But another way to look at Obama’s “weakness” is that he has rarely stood firmly against the neocons and their “liberal interventionist” buddies. He has let himself be bullied into counterproductive military adventures, including the counterinsurgency “surge” in Afghanistan in 2009, which accomplished little, and the ill-fated “regime change” in Libya in 2011 which turned that country into a failed state that has destabilized northern Africa. (In both cases, Obama succumbed to pressure from Secretary of State Hillary Clinton and other hawks.)
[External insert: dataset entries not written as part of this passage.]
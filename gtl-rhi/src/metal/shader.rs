//! Shader creation: SPIR-V is cross-compiled to MSL and compiled into a
//! per-shader library.

use objc2::rc::Retained;
use objc2::runtime::ProtocolObject;
use objc2_foundation::NSString;
use objc2_metal as mtl;
use objc2_metal::{MTLDevice, MTLLibrary};
use rayon::prelude::*;

use super::{resolve, Context};
use crate::error::{fatal, recoverable, GpuError, GpuResult};
use crate::reflection::{reflect_shader, ShaderReflection};
use crate::{Shader, ShaderCreateInfo, ShaderStage};

const MSL_VERSION: (u8, u8) = (3, 2);

pub(crate) struct ShaderRecord {
    pub library: Retained<ProtocolObject<dyn mtl::MTLLibrary>>,
    pub reflection: ShaderReflection,
    pub stage_flags: ShaderStage,
    pub entry_point: Retained<NSString>,
}

/// Cross-compiles a SPIR-V module and returns the MSL source plus the entry
/// point's translated name.
fn cross_compile(spirv: &[u8]) -> GpuResult<(String, String)> {
    let module = match naga::front::spv::parse_u8_slice(
        spirv,
        &naga::front::spv::Options::default(),
    ) {
        Ok(module) => module,
        Err(err) => recoverable!(
            GpuError::ReflectionFailed("SPIR-V front end"),
            "failed to parse SPIR-V: {err}"
        ),
    };

    let info = match naga::valid::Validator::new(
        naga::valid::ValidationFlags::all(),
        naga::valid::Capabilities::all(),
    )
    .validate(&module)
    {
        Ok(info) => info,
        Err(err) => recoverable!(
            GpuError::ReflectionFailed("SPIR-V validation"),
            "failed to validate module: {err}"
        ),
    };

    let options = naga::back::msl::Options {
        lang_version: MSL_VERSION,
        // Bindings are assigned at encode time through the argument table.
        fake_missing_bindings: true,
        ..Default::default()
    };

    let (source, translation_info) = match naga::back::msl::write_string(
        &module,
        &info,
        &options,
        &naga::back::msl::PipelineOptions::default(),
    ) {
        Ok(result) => result,
        Err(err) => fatal!("failed to cross-compile shader to MSL: {err}"),
    };

    let entry_point = match translation_info.entry_point_names.first() {
        Some(Ok(name)) => name.clone(),
        _ => fatal!("cross-compiled module has no entry point"),
    };

    if std::env::var("GTL_DUMP_MSL").is_ok() {
        log::info!("cross-compiled MSL source:\n{source}");
    }

    Ok((source, entry_point))
}

pub(crate) fn compile_shader(
    device: &ProtocolObject<dyn mtl::MTLDevice>,
    create_info: &ShaderCreateInfo,
) -> GpuResult<ShaderRecord> {
    let reflection = reflect_shader(create_info.source)?;

    #[cfg(debug_assertions)]
    if create_info.stage_flags != ShaderStage::COMPUTE {
        debug_assert!(reflection.max_ray_payload_size <= create_info.max_ray_payload_size);
        debug_assert!(
            reflection.max_ray_hit_attribute_size <= create_info.max_ray_hit_attribute_size
        );
    }

    let (source, entry_point) = cross_compile(create_info.source)?;

    let library = match unsafe {
        device.newLibraryWithSource_options_error(&NSString::from_str(&source), None)
    } {
        Ok(library) => library,
        Err(err) => fatal!("failed to compile MSL library: {err}"),
    };

    if let Some(name) = create_info.debug_name {
        unsafe { library.setLabel(Some(&NSString::from_str(name))) };
    }

    Ok(ShaderRecord {
        library,
        reflection,
        stage_flags: create_info.stage_flags,
        entry_point: NSString::from_str(&entry_point),
    })
}

impl Context {
    pub fn create_shader(&mut self, create_info: &ShaderCreateInfo) -> GpuResult<Shader> {
        let record = compile_shader(&self.device.device, create_info)?;

        let handle = self.shaders.allocate();
        self.shaders.insert(handle, record);

        Ok(Shader(handle))
    }

    /// Parallel compilation; slots are allocated up front and the whole
    /// batch is freed if any shader fails.
    pub fn create_shaders_parallel(
        &mut self,
        create_infos: &[ShaderCreateInfo],
    ) -> GpuResult<Vec<Shader>> {
        let handles: Vec<u64> =
            create_infos.iter().map(|_| self.shaders.allocate()).collect();

        let device = &self.device.device;
        let mut results: Vec<GpuResult<ShaderRecord>> = create_infos
            .par_iter()
            .map(|create_info| compile_shader(device, create_info))
            .collect();

        if results.iter().any(|result| result.is_err()) {
            let mut first_error = None;
            for (handle, result) in handles.iter().zip(results.drain(..)) {
                if let Err(err) = result {
                    first_error.get_or_insert(err);
                }
                self.shaders.free(*handle);
            }
            return Err(first_error.expect("at least one failure"));
        }

        Ok(handles
            .into_iter()
            .zip(results)
            .map(|(handle, result)| {
                self.shaders.insert(handle, result.expect("checked above"));
                Shader(handle)
            })
            .collect())
    }

    pub fn destroy_shader(&mut self, shader: Shader) {
        if self.shaders.free(shader.0).is_none() {
            fatal!("invalid handle!");
        }
    }

    pub fn shader_reflection(&self, shader: Shader) -> &ShaderReflection {
        let record = resolve!(self, shaders, shader);
        &record.reflection
    }
}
Obama also covertly authorized the arming of “moderate” Syrian rebels, emptying CIA warehouses of “deniable” weapons (though he didn’t go as far as Clinton and other hawks wanted). The result of Syria’s civil war, however, was the strengthening of the extremists from the Islamic State of Iraq and Syria whose strategy of unapologetic barbarity was so extreme that they were repudiated by al-Qaeda. That brutality was demonstrated again with this week’s execution of U.S. journalist James Foley.
A Consistent Obama Policy
A more cohesive – and pragmatic – approach to the world and especially the Middle East would involve repudiating the selective R2P “morality” of the neocons and the “liberal interventionists” along with distancing U.S. foreign policy from the influences of Israel and Saudi Arabia.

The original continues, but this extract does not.